_What is expected_
Look at each line below and tally those holding "struct"; answer with that figure and nothing else.
-- Extracted records follows --
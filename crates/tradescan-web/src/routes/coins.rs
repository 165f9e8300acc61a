use axum::extract::rejection::{JsonRejection, QueryRejection};
use axum::extract::{Path, Query, State};
use axum::Json;
use serde::Deserialize;
use tradescan_core::scanner::DEFAULT_SCAN_LIMIT;
use tradescan_core::{
    AthAtl, EnrichedAsset, FibonacciAnalysis, ScanFilters, ScanRequest, ScanResult, SortKey,
};

use crate::error::ApiError;
use crate::state::AppState;

/// Query string of `GET /coins`; filters are flattened into top-level parameters.
#[derive(Debug, Deserialize)]
#[serde(default)]
pub struct CoinsQuery {
    limit: usize,
    include_fibonacci: bool,
    min_volume: Option<f64>,
    min_market_cap: Option<f64>,
    min_change_24h: Option<f64>,
    max_change_24h: Option<f64>,
    min_fib_position: Option<f64>,
    max_fib_position: Option<f64>,
    sort: Option<String>,
}

impl Default for CoinsQuery {
    fn default() -> Self {
        Self {
            limit: DEFAULT_SCAN_LIMIT,
            include_fibonacci: false,
            min_volume: None,
            min_market_cap: None,
            min_change_24h: None,
            max_change_24h: None,
            min_fib_position: None,
            max_fib_position: None,
            sort: None,
        }
    }
}

impl TryFrom<CoinsQuery> for ScanRequest {
    type Error = ApiError;

    fn try_from(query: CoinsQuery) -> Result<Self, Self::Error> {
        let sort = match query.sort.as_deref() {
            None | Some("") => SortKey::default(),
            Some(value) => value
                .parse::<SortKey>()
                .map_err(|error| ApiError::bad_request(error.to_string()))?,
        };

        Ok(Self {
            limit: query.limit,
            include_fibonacci: query.include_fibonacci,
            filters: ScanFilters {
                min_volume: query.min_volume,
                min_market_cap: query.min_market_cap,
                min_change_24h: query.min_change_24h,
                max_change_24h: query.max_change_24h,
                min_fib_position: query.min_fib_position,
                max_fib_position: query.max_fib_position,
            },
            sort,
        })
    }
}

#[derive(Debug, Deserialize)]
pub struct CoinQuery {
    #[serde(default = "default_include_fibonacci")]
    include_fibonacci: bool,
}

fn default_include_fibonacci() -> bool {
    true
}

pub async fn list_coins(
    State(state): State<AppState>,
    query: Result<Query<CoinsQuery>, QueryRejection>,
) -> Result<Json<ScanResult>, ApiError> {
    let Query(query) = query?;
    let request = ScanRequest::try_from(query)?;
    Ok(Json(state.scanner.scan(request).await?))
}

pub async fn get_coin(
    State(state): State<AppState>,
    Path(symbol): Path<String>,
    query: Result<Query<CoinQuery>, QueryRejection>,
) -> Result<Json<EnrichedAsset>, ApiError> {
    let Query(query) = query?;
    Ok(Json(state.scanner.find(&symbol, query.include_fibonacci).await?))
}

pub async fn get_fibonacci(
    State(state): State<AppState>,
    Path(symbol): Path<String>,
) -> Result<Json<FibonacciAnalysis>, ApiError> {
    Ok(Json(state.scanner.fibonacci(&symbol).await?))
}

pub async fn get_ath_atl(
    State(state): State<AppState>,
    Path(symbol): Path<String>,
) -> Result<Json<AthAtl>, ApiError> {
    Ok(Json(state.scanner.ath_atl(&symbol).await?))
}

pub async fn scan(
    State(state): State<AppState>,
    body: Result<Json<ScanRequest>, JsonRejection>,
) -> Result<Json<ScanResult>, ApiError> {
    let Json(request) = body?;
    Ok(Json(state.scanner.scan(request).await?))
}

#[cfg(test)]
mod tests {
    use axum::body::Body;
    use axum::http::{header, Request, StatusCode};
    use std::future::Future;
    use std::pin::Pin;
    use std::sync::Arc;

    use tradescan_core::{
        CoinGeckoAdapter, HttpClient, HttpError, HttpRequest, HttpResponse, Scanner,
        ScannerConfig, SourceError, Throttle, ThrottleConfig, TtlCache, Upstream,
    };

    use super::super::testing::{app, app_with, get, send};
    use super::super::router;
    use crate::state::AppState;

    // A provider that refuses every request with 404.
    struct RejectingProvider;

    impl HttpClient for RejectingProvider {
        fn execute<'a>(
            &'a self,
            _request: HttpRequest,
        ) -> Pin<Box<dyn Future<Output = Result<HttpResponse, HttpError>> + Send + 'a>> {
            Box::pin(async { Ok(HttpResponse::with_status(404, "{}")) })
        }
    }

    fn post_scan(body: &str) -> Request<Body> {
        Request::post("/api/v1/scan")
            .header(header::CONTENT_TYPE, "application/json")
            .body(Body::from(body.to_owned()))
            .expect("valid request")
    }

    #[tokio::test]
    async fn list_coins_defaults_to_rank_order_without_fibonacci() {
        let (status, body) = get(app(), "/api/v1/coins").await;

        assert_eq!(status, StatusCode::OK);
        assert_eq!(body["total_coins"], 3);
        assert_eq!(body["sort"], "rank");
        assert_eq!(body["coins"][0]["symbol"], "BTC");
        assert!(body["coins"][0]["fibonacci_analysis"].is_null());
        assert_eq!(body["failures"], 0);
    }

    #[tokio::test]
    async fn list_coins_applies_query_filters_and_sort() {
        let (status, body) = get(app(), "/api/v1/coins?min_volume=2000&sort=volume").await;

        assert_eq!(status, StatusCode::OK);
        let symbols: Vec<&str> = body["coins"]
            .as_array()
            .expect("coins array")
            .iter()
            .filter_map(|coin| coin["symbol"].as_str())
            .collect();
        assert_eq!(symbols, vec!["SOL", "ETH"]);
        assert_eq!(body["filters_applied"]["min_volume"], 2000.0);
    }

    #[tokio::test]
    async fn fibonacci_sort_counts_inverted_range_as_failure() {
        let (status, body) = get(app(), "/api/v1/coins?sort=fib_position").await;

        assert_eq!(status, StatusCode::OK);
        assert_eq!(body["total_coins"], 3);
        assert_eq!(body["failures"], 1);
        assert_eq!(body["coins"][0]["symbol"], "BTC");
        assert!(body["coins"][0]["fibonacci_analysis"]["position_percentage"].is_number());
    }

    #[tokio::test]
    async fn invalid_query_values_are_bad_requests() {
        for uri in [
            "/api/v1/coins?sort=price",
            "/api/v1/coins?limit=0",
            "/api/v1/coins?limit=251",
            "/api/v1/coins?limit=abc",
            "/api/v1/coins?min_change_24h=5&max_change_24h=-5",
        ] {
            let (status, body) = get(app(), uri).await;
            assert_eq!(status, StatusCode::BAD_REQUEST, "{uri}");
            assert_eq!(body["status_code"], 400, "{uri}");
            assert!(body["error"].is_string(), "{uri}");
        }
    }

    #[tokio::test]
    async fn coin_lookup_includes_fibonacci_by_default() {
        let (status, body) = get(app(), "/api/v1/coins/btc").await;

        assert_eq!(status, StatusCode::OK);
        assert_eq!(body["symbol"], "BTC");
        assert!(body["fibonacci_analysis"].is_object());

        let (_, body) = get(app(), "/api/v1/coins/btc?include_fibonacci=false").await;
        assert!(body["fibonacci_analysis"].is_null());
    }

    #[tokio::test]
    async fn unknown_coin_is_not_found() {
        let (status, body) = get(app(), "/api/v1/coins/DOGE").await;

        assert_eq!(status, StatusCode::NOT_FOUND);
        assert_eq!(body["status_code"], 404);
    }

    #[tokio::test]
    async fn fibonacci_endpoint_distinguishes_missing_and_invalid_ranges() {
        let (status, body) = get(app(), "/api/v1/coins/BTC/fibonacci").await;
        assert_eq!(status, StatusCode::OK);
        assert_eq!(body["retracement_levels"].as_array().map(Vec::len), Some(7));
        assert_eq!(body["extension_levels"].as_array().map(Vec::len), Some(4));

        let (status, _) = get(app(), "/api/v1/coins/SOL/fibonacci").await;
        assert_eq!(status, StatusCode::NOT_FOUND);

        let (status, _) = get(app(), "/api/v1/coins/ETH/fibonacci").await;
        assert_eq!(status, StatusCode::BAD_REQUEST);
    }

    #[tokio::test]
    async fn ath_atl_endpoint_returns_raw_extremes() {
        let (status, body) = get(app(), "/api/v1/coins/BTC/ath-atl").await;

        assert_eq!(status, StatusCode::OK);
        assert_eq!(body["ath"], 69_000.0);
        assert_eq!(body["atl"], 67.81);
        assert_eq!(body["current_price"], 43_500.0);

        let (status, _) = get(app(), "/api/v1/coins/SOL/ath-atl").await;
        assert_eq!(status, StatusCode::NOT_FOUND);
    }

    #[tokio::test]
    async fn scan_accepts_json_body() {
        let (status, body) = send(
            app(),
            post_scan(r#"{"limit":2,"filters":{"min_change_24h":2},"sort":"change_24h"}"#),
        )
        .await;

        assert_eq!(status, StatusCode::OK);
        assert_eq!(body["total_coins"], 1);
        assert_eq!(body["coins"][0]["symbol"], "ETH");
        assert!(body["coins"][0]["fibonacci_analysis"].is_null());
    }

    #[tokio::test]
    async fn scan_rejects_malformed_body() {
        let (status, body) = send(app(), post_scan("{not json")).await;

        assert_eq!(status, StatusCode::BAD_REQUEST);
        assert_eq!(body["status_code"], 400);
    }

    #[tokio::test]
    async fn provider_failures_surface_as_gateway_errors() {
        let (status, _) = get(
            app_with(Err(SourceError::unavailable("upstream timed out"))),
            "/api/v1/coins",
        )
        .await;
        assert_eq!(status, StatusCode::BAD_GATEWAY);

        let request = Request::get("/api/v1/coins").body(Body::empty()).expect("valid");
        let response = tower::ServiceExt::oneshot(
            app_with(Err(SourceError::rate_limited(
                "local rate limit reached",
                Some(std::time::Duration::from_millis(2_500)),
            ))),
            request,
        )
        .await
        .expect("infallible");
        assert_eq!(response.status(), StatusCode::TOO_MANY_REQUESTS);
        assert_eq!(
            response
                .headers()
                .get(header::RETRY_AFTER)
                .and_then(|value| value.to_str().ok()),
            Some("3")
        );
    }

    #[tokio::test]
    async fn provider_rejection_is_a_gateway_error_not_a_bad_request() {
        let upstream = Upstream::new(
            "coingecko",
            Arc::new(RejectingProvider),
            TtlCache::disabled(),
            Throttle::new("coingecko", ThrottleConfig::default()),
        );
        let markets = CoinGeckoAdapter::new("https://api.coingecko.test/api/v3", upstream);
        let scanner = Scanner::new(Arc::new(markets), ScannerConfig::default());
        let app = router(AppState::new(scanner, TtlCache::default()));

        let (status, body) = get(app, "/api/v1/coins").await;

        assert_eq!(status, StatusCode::BAD_GATEWAY);
        assert_eq!(body["status_code"], 502);
    }
}
//! HTTP surface: `/` plus everything under `/api/v1`.

mod coins;
mod health;

use axum::http::{HeaderValue, Method};
use axum::routing::{get, post};
use axum::{Json, Router};
use serde_json::{json, Value};
use tower_http::cors::{AllowOrigin, Any, CorsLayer};

use crate::error::ServerError;
use crate::state::AppState;

pub const API_PREFIX: &str = "/api/v1";

pub fn router(state: AppState) -> Router {
    let api = Router::new()
        .route("/ping", get(health::ping))
        .route("/health", get(health::health))
        .route("/coins", get(coins::list_coins))
        .route("/coins/:symbol", get(coins::get_coin))
        .route("/coins/:symbol/fibonacci", get(coins::get_fibonacci))
        .route("/coins/:symbol/ath-atl", get(coins::get_ath_atl))
        .route("/scan", post(coins::scan));

    Router::new()
        .route("/", get(index))
        .nest(API_PREFIX, api)
        .with_state(state)
}

/// `None` allows any origin.
pub fn cors_layer(origins: Option<Vec<String>>) -> Result<CorsLayer, ServerError> {
    let allow_origin = match origins {
        None => AllowOrigin::from(Any),
        Some(origins) => {
            let values = origins
                .into_iter()
                .map(|origin| {
                    HeaderValue::from_str(&origin)
                        .map_err(|_| ServerError::InvalidCorsOrigin { origin })
                })
                .collect::<Result<Vec<_>, _>>()?;
            AllowOrigin::list(values)
        }
    };

    Ok(CorsLayer::new()
        .allow_origin(allow_origin)
        .allow_methods([Method::GET, Method::POST, Method::OPTIONS])
        .allow_headers(Any))
}

async fn index() -> Json<Value> {
    Json(json!({
        "name": "tradescan",
        "version": env!("CARGO_PKG_VERSION"),
        "description": "Crypto market scanner with Fibonacci levels and Asian-range references",
        "endpoints": {
            "ping": format!("{API_PREFIX}/ping"),
            "health": format!("{API_PREFIX}/health"),
            "coins": format!("{API_PREFIX}/coins"),
            "coin": format!("{API_PREFIX}/coins/{{symbol}}"),
            "fibonacci": format!("{API_PREFIX}/coins/{{symbol}}/fibonacci"),
            "ath_atl": format!("{API_PREFIX}/coins/{{symbol}}/ath-atl"),
            "scan": format!("{API_PREFIX}/scan"),
        },
    }))
}

#[cfg(test)]
pub(crate) mod testing {
    use std::future::Future;
    use std::pin::Pin;
    use std::sync::Arc;

    use axum::body::{to_bytes, Body};
    use axum::http::{Request, StatusCode};
    use axum::Router;
    use serde_json::Value;
    use tower::ServiceExt;
    use tradescan_core::{
        AssetSnapshot, MarketSnapshotSource, MarketsRequest, Scanner, ScannerConfig, SourceError,
        Symbol, TtlCache,
    };

    use crate::state::AppState;

    pub(crate) struct FixedMarkets {
        pub result: Result<Vec<AssetSnapshot>, SourceError>,
    }

    impl MarketSnapshotSource for FixedMarkets {
        fn name(&self) -> &'static str {
            "fixed"
        }

        fn markets<'a>(
            &'a self,
            _request: MarketsRequest,
        ) -> Pin<Box<dyn Future<Output = Result<Vec<AssetSnapshot>, SourceError>> + Send + 'a>> {
            let result = self.result.clone();
            Box::pin(async move { result })
        }
    }

    pub(crate) fn snapshot(
        symbol: &str,
        rank: u32,
        price: f64,
        ath: Option<f64>,
        atl: Option<f64>,
    ) -> AssetSnapshot {
        AssetSnapshot {
            coin_id: symbol.to_ascii_lowercase(),
            symbol: Symbol::parse(symbol).expect("valid symbol"),
            name: symbol.to_owned(),
            current_price: price,
            price_change_24h: f64::from(rank),
            volume_24h: 1_000.0 * f64::from(rank),
            market_cap: Some(1_000_000.0 / f64::from(rank)),
            market_cap_rank: Some(rank),
            ath,
            ath_date: None,
            atl,
            atl_date: None,
        }
    }

    /// BTC with a normal range, ETH with an inverted one, SOL without ATH/ATL.
    pub(crate) fn default_markets() -> Vec<AssetSnapshot> {
        vec![
            snapshot("BTC", 1, 43_500.0, Some(69_000.0), Some(67.81)),
            snapshot("ETH", 2, 2_000.0, Some(100.0), Some(4_000.0)),
            snapshot("SOL", 3, 90.0, None, None),
        ]
    }

    pub(crate) fn app_with(result: Result<Vec<AssetSnapshot>, SourceError>) -> Router {
        let scanner = Scanner::new(Arc::new(FixedMarkets { result }), ScannerConfig::default());
        super::router(AppState::new(scanner, TtlCache::default()))
    }

    pub(crate) fn app() -> Router {
        app_with(Ok(default_markets()))
    }

    pub(crate) async fn send(app: Router, request: Request<Body>) -> (StatusCode, Value) {
        let response = app.oneshot(request).await.expect("router is infallible");
        let status = response.status();
        let bytes = to_bytes(response.into_body(), usize::MAX)
            .await
            .expect("body readable");
        let body = serde_json::from_slice(&bytes).unwrap_or(Value::Null);
        (status, body)
    }

    pub(crate) async fn get(app: Router, uri: &str) -> (StatusCode, Value) {
        let request = Request::get(uri).body(Body::empty()).expect("valid request");
        send(app, request).await
    }
}

#[cfg(test)]
mod tests {
    use axum::body::Body;
    use axum::http::{header, Request, StatusCode};
    use tower::ServiceExt;

    use super::testing::{app, get};
    use super::*;

    #[tokio::test]
    async fn index_lists_endpoints() {
        let (status, body) = get(app(), "/").await;

        assert_eq!(status, StatusCode::OK);
        assert_eq!(body["name"], "tradescan");
        assert_eq!(body["endpoints"]["scan"], "/api/v1/scan");
    }

    #[tokio::test]
    async fn unknown_route_is_not_found() {
        let (status, _) = get(app(), "/api/v2/coins").await;
        assert_eq!(status, StatusCode::NOT_FOUND);
    }

    #[tokio::test]
    async fn cors_layer_allows_configured_origin() {
        let cors =
            cors_layer(Some(vec![String::from("http://localhost:3000")])).expect("valid origin");
        let app = app().layer(cors);

        let request = Request::get("/api/v1/ping")
            .header(header::ORIGIN, "http://localhost:3000")
            .body(Body::empty())
            .expect("valid request");
        let response = app.oneshot(request).await.expect("infallible");

        assert_eq!(
            response.headers().get(header::ACCESS_CONTROL_ALLOW_ORIGIN),
            Some(&HeaderValue::from_static("http://localhost:3000"))
        );
    }

    #[test]
    fn cors_layer_rejects_malformed_origin() {
        let result = cors_layer(Some(vec![String::from("bad\norigin")]));
        assert!(matches!(result, Err(ServerError::InvalidCorsOrigin { .. })));
    }
}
-- Extracted records concluded --
_Answer below_
4